■ THE TASK
From the records below, please return each line that holds the word "startup".

■ STORED DATA
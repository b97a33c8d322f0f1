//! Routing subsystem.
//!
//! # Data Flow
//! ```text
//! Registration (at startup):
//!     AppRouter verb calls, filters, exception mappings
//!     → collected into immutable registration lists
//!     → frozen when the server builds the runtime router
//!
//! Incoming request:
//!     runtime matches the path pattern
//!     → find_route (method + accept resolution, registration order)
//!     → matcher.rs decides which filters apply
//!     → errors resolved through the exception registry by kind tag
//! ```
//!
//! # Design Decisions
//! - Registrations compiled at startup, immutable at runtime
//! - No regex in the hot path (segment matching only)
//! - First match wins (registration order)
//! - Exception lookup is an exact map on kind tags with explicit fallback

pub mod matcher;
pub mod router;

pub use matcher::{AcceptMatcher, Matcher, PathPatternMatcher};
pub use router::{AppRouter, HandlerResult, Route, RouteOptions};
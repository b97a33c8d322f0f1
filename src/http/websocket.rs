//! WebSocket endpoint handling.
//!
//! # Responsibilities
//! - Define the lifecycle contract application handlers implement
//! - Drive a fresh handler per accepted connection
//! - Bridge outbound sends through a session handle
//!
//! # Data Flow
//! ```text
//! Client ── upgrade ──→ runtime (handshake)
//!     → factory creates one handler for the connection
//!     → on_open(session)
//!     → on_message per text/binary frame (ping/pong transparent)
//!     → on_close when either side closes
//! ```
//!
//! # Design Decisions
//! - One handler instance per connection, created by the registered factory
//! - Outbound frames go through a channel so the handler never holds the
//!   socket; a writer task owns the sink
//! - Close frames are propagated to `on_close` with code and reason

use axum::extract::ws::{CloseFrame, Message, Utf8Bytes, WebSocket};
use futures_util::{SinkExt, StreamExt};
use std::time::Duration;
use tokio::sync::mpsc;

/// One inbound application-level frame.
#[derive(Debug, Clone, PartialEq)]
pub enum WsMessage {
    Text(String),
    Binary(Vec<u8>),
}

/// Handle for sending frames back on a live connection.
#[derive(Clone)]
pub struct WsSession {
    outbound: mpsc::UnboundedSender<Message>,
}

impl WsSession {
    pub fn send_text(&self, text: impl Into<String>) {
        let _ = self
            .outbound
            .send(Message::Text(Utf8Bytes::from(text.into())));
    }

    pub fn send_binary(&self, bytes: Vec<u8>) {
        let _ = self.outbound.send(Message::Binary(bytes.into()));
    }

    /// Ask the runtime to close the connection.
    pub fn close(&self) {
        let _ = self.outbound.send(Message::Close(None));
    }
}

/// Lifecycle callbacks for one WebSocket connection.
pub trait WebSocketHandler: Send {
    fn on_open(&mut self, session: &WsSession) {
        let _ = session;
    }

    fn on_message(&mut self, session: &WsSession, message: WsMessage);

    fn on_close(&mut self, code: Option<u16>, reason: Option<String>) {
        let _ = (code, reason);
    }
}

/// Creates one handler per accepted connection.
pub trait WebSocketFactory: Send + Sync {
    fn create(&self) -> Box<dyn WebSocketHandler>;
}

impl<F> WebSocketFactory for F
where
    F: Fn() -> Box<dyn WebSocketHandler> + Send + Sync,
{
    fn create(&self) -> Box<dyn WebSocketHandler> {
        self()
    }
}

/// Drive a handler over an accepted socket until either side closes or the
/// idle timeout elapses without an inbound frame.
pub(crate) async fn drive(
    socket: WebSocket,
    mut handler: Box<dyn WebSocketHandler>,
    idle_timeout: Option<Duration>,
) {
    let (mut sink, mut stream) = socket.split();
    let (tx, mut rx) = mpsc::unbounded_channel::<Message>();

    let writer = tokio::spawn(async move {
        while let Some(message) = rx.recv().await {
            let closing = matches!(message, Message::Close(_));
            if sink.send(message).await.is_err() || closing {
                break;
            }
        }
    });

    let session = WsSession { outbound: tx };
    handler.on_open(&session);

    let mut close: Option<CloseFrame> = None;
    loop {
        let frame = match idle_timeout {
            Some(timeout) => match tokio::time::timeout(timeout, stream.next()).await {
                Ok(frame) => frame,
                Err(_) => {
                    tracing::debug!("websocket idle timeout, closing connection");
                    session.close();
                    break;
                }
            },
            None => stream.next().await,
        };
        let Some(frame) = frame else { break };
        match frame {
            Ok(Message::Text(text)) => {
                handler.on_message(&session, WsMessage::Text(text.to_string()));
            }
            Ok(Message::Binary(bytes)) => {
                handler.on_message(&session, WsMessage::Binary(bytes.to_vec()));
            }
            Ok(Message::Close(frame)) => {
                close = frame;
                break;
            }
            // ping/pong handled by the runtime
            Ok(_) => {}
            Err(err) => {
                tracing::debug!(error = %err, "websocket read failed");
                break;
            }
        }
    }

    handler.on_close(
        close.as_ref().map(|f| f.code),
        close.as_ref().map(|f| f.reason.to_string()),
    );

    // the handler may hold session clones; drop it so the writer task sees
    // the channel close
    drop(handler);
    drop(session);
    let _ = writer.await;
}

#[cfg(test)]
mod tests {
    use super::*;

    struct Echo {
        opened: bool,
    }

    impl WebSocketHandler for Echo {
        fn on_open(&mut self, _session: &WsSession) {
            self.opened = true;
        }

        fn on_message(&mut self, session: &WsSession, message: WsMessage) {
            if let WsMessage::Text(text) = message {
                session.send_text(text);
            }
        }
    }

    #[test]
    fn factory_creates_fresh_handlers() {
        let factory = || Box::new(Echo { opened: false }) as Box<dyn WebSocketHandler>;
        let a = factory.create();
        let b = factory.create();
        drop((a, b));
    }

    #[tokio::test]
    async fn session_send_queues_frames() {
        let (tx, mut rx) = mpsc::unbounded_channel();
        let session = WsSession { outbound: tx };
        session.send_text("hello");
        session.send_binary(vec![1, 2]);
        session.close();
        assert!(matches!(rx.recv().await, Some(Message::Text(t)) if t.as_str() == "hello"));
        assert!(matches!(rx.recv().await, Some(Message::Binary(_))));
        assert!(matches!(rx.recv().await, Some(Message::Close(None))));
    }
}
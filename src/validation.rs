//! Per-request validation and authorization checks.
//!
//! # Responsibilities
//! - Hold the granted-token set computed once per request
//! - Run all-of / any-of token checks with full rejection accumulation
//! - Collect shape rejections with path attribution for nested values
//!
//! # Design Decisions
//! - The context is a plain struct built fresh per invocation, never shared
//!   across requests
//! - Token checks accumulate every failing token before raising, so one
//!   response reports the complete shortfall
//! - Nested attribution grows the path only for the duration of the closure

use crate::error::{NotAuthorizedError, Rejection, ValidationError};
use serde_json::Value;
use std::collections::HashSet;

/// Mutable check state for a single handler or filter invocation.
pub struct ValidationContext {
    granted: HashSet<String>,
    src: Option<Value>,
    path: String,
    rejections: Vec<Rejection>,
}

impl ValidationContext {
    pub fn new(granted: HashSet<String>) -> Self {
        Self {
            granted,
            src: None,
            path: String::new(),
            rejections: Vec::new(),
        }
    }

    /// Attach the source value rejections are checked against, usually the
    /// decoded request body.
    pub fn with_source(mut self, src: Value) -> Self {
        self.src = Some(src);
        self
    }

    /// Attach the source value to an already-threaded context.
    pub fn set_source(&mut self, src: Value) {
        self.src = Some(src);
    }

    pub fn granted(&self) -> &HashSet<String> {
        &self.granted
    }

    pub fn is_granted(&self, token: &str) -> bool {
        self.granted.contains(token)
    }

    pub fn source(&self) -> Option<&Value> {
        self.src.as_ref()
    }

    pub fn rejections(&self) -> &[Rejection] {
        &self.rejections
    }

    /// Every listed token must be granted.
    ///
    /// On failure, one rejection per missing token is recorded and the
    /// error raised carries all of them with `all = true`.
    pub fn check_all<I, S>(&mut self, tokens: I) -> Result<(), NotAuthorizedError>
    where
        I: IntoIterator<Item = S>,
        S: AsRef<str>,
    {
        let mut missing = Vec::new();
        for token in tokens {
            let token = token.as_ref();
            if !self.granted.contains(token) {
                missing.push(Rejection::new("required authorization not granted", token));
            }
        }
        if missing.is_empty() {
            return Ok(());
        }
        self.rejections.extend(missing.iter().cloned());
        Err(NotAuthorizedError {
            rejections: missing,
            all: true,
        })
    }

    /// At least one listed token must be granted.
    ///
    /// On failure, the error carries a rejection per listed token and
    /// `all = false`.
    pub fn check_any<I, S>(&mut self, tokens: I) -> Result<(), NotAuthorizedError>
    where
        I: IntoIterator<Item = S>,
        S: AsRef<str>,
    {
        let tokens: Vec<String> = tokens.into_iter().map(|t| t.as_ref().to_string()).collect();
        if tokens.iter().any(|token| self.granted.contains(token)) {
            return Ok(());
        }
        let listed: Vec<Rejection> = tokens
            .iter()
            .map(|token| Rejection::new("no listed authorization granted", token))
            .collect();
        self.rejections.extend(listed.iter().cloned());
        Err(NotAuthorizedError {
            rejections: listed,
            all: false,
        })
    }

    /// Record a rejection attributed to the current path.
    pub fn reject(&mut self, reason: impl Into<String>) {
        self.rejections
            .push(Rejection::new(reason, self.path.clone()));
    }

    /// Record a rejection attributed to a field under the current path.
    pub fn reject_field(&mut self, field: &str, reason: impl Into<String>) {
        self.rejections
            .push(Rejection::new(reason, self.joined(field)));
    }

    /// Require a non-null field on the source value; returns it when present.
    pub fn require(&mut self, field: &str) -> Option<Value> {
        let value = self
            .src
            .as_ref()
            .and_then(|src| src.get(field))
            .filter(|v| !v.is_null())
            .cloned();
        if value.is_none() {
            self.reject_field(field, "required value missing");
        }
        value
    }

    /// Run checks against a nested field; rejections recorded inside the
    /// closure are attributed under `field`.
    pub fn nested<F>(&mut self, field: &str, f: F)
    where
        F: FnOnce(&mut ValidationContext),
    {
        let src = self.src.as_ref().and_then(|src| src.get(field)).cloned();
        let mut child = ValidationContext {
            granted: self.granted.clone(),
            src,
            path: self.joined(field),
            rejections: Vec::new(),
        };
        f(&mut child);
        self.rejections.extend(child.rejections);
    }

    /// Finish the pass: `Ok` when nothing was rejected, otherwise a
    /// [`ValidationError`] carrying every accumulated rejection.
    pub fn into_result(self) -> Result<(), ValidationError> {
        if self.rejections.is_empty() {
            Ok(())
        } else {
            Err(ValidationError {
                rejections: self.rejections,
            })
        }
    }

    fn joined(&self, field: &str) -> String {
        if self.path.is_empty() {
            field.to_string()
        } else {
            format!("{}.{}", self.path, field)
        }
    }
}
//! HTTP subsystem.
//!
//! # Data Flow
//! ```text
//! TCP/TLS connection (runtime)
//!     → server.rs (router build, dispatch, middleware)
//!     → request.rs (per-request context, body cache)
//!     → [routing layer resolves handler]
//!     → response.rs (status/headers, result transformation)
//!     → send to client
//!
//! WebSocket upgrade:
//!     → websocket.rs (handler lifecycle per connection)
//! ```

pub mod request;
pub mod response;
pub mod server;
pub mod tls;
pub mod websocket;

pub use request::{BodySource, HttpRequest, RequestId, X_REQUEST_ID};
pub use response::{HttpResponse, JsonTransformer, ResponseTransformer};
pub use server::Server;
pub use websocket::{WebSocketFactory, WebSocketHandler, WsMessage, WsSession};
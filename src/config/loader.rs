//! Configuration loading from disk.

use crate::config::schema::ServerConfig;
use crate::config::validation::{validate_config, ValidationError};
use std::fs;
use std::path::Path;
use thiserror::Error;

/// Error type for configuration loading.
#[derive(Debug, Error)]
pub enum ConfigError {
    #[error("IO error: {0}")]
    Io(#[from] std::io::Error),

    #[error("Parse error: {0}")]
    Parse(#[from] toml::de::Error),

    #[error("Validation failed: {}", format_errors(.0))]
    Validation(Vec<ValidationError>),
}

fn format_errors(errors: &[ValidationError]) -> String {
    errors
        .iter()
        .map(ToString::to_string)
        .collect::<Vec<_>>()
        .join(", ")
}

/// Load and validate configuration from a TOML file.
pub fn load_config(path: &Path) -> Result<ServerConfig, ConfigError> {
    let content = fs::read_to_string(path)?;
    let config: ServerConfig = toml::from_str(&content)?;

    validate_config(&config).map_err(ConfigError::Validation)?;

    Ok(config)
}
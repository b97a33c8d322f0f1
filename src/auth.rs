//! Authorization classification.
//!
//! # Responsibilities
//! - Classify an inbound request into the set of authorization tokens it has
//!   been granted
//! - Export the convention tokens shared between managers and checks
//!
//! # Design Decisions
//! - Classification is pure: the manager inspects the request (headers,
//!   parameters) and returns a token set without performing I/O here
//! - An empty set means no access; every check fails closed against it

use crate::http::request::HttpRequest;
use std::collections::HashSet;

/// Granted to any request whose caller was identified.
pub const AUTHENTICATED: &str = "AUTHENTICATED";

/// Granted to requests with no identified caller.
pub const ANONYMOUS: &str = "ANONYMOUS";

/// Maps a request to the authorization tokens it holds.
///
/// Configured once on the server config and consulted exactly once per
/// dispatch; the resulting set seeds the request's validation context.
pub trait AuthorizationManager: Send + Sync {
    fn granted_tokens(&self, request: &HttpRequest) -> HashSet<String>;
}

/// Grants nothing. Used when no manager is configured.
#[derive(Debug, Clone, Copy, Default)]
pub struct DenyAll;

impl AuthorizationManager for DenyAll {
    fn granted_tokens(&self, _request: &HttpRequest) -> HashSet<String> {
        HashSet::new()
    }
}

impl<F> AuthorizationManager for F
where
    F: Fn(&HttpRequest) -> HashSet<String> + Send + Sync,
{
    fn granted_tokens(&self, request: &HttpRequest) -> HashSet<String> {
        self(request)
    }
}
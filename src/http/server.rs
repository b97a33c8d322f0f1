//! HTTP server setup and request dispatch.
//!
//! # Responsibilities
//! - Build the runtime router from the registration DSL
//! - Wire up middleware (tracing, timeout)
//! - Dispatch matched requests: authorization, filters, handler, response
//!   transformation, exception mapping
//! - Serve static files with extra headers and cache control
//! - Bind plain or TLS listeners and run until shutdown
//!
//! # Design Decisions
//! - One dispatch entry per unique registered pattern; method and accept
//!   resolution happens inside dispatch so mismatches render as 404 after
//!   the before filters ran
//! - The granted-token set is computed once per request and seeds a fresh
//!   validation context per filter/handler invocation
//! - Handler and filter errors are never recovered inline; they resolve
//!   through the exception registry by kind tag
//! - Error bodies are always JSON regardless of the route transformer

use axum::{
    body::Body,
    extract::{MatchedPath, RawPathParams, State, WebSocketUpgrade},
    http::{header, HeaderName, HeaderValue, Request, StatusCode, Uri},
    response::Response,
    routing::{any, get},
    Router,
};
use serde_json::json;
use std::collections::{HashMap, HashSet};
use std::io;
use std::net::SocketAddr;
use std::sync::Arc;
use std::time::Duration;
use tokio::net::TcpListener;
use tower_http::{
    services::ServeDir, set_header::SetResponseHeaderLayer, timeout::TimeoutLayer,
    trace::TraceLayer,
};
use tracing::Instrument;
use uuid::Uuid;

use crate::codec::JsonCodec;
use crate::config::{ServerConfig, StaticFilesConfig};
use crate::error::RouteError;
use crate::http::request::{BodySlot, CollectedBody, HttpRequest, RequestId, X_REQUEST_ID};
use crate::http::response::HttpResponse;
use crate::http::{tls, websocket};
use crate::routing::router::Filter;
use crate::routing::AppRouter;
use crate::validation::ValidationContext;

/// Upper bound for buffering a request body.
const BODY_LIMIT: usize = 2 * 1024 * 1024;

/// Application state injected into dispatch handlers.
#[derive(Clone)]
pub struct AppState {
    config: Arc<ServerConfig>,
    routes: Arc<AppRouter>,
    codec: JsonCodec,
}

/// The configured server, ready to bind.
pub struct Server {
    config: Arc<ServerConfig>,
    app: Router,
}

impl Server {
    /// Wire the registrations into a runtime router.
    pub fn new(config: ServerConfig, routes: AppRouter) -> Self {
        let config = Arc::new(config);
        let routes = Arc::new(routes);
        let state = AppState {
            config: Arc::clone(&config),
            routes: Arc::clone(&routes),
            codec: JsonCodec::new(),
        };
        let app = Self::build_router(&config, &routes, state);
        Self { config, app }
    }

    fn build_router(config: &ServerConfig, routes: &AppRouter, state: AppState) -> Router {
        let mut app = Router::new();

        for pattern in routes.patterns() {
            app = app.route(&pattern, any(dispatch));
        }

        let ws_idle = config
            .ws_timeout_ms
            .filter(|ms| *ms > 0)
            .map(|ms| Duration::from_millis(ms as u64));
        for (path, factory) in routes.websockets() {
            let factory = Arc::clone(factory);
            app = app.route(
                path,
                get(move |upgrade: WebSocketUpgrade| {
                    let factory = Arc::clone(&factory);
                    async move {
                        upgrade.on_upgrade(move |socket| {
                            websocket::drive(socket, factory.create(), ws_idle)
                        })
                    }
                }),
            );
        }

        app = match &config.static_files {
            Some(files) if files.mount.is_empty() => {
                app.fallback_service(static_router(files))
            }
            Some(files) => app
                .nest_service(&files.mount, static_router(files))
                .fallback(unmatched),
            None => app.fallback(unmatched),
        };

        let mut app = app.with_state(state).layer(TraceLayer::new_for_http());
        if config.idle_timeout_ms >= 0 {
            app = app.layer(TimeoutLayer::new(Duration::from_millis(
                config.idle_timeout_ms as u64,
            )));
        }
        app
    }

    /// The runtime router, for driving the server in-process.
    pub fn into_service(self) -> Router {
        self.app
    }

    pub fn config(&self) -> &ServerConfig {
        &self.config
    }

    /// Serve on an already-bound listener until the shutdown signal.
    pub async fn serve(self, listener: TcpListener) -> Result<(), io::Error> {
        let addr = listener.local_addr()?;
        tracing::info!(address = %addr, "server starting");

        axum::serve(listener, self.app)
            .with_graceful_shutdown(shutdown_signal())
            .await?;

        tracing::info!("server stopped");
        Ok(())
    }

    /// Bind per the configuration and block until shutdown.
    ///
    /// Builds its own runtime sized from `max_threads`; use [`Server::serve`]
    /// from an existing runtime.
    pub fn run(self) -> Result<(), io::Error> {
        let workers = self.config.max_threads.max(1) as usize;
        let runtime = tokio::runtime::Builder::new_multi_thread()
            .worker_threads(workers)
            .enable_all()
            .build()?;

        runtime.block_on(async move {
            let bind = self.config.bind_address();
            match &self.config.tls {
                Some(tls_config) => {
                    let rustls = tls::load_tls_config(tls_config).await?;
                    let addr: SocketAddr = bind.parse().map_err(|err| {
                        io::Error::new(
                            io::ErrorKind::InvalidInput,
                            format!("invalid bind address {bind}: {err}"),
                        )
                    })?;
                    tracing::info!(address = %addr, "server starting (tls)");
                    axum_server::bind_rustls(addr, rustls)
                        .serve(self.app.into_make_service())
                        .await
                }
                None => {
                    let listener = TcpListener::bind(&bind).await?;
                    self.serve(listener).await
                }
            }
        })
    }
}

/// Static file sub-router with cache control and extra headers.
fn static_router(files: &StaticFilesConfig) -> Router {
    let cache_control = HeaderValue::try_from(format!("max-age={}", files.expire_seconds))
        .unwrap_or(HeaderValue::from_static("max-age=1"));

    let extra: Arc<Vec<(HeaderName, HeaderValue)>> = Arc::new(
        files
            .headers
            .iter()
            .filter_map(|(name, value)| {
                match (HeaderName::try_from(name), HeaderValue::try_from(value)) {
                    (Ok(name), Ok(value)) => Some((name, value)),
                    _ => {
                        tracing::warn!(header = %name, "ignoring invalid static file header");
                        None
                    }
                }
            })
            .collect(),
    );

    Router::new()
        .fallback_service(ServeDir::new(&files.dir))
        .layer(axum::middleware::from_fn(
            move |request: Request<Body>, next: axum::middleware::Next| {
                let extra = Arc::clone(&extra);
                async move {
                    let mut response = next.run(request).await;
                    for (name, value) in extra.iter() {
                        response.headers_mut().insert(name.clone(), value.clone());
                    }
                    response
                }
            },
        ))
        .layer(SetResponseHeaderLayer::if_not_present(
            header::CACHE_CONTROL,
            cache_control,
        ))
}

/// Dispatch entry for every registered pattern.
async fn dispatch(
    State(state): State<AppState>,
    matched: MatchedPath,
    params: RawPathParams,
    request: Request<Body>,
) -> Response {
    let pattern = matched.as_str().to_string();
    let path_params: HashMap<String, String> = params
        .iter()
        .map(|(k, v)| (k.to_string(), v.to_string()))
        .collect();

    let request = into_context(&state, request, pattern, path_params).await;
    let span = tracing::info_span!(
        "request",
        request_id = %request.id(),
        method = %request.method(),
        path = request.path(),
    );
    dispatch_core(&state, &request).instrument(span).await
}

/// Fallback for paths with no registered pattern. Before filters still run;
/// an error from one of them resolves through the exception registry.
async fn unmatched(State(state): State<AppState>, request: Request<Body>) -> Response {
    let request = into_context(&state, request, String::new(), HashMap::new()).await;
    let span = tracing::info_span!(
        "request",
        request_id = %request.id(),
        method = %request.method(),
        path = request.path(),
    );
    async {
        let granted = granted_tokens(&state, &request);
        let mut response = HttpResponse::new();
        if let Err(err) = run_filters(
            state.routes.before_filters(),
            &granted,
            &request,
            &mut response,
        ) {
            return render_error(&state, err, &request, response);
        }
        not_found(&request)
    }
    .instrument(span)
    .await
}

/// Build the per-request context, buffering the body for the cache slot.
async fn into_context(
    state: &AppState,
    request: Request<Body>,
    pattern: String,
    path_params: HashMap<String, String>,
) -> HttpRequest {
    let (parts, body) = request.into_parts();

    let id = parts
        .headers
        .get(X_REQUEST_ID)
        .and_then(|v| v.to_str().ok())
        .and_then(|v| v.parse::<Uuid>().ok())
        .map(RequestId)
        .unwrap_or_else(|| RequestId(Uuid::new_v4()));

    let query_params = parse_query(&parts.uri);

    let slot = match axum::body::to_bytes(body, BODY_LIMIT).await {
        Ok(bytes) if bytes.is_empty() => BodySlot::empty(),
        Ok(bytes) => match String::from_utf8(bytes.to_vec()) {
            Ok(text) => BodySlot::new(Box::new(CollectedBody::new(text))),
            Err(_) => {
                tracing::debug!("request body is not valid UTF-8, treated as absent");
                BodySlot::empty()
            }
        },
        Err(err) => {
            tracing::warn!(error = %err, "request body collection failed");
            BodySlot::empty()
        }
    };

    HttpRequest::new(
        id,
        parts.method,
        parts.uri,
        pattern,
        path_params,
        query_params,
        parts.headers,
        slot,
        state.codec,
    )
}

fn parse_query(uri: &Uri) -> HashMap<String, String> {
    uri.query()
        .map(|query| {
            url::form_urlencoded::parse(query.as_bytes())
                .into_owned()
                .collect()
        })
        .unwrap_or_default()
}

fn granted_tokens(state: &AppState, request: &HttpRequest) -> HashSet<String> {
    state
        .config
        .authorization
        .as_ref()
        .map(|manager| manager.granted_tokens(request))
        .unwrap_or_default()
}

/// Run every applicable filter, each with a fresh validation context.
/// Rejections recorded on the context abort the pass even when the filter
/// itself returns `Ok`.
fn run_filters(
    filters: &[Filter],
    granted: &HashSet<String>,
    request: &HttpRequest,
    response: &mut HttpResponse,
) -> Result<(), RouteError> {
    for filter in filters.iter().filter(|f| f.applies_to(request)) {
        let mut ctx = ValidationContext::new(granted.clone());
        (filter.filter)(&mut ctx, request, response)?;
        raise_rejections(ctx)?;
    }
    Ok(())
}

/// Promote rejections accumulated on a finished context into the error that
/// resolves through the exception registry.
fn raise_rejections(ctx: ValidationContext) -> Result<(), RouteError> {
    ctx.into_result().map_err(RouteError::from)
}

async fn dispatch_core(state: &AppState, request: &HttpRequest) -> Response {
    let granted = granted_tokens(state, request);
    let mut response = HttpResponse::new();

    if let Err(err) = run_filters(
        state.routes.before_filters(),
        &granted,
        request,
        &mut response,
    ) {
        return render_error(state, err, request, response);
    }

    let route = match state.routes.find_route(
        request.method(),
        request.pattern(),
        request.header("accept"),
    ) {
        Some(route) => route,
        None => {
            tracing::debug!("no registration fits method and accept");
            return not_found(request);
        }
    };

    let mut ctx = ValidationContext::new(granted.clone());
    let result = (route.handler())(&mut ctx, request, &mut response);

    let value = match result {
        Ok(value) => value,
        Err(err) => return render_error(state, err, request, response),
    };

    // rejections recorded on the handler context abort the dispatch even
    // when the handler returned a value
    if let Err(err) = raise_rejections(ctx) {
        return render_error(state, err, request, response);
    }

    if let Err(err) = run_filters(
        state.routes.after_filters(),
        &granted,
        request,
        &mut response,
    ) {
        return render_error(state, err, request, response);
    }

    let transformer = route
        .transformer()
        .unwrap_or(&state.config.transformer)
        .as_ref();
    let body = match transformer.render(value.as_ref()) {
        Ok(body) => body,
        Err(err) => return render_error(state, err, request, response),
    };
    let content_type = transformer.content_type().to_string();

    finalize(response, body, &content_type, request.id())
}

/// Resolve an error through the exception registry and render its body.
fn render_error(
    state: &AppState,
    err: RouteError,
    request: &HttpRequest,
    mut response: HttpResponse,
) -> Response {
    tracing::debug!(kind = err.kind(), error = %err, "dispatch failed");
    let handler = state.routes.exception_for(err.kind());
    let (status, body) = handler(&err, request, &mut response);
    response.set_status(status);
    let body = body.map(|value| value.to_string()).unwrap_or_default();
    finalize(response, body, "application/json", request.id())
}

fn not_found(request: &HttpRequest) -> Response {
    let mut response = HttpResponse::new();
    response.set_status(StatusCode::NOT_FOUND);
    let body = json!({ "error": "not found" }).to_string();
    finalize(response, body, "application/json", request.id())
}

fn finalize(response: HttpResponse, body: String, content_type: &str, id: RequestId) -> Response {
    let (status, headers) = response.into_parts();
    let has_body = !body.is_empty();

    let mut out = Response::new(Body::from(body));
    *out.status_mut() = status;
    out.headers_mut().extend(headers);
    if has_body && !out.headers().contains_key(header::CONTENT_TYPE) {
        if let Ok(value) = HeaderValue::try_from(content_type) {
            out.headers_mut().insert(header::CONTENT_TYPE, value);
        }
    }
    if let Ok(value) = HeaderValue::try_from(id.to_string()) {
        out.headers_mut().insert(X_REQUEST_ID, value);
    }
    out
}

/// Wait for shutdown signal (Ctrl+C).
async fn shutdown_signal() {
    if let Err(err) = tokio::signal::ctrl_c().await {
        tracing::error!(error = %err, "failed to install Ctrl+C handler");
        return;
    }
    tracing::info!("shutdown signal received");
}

■ ANSWER
//! Registration (at startup):
//! - Registrations compiled at startup, immutable at runtime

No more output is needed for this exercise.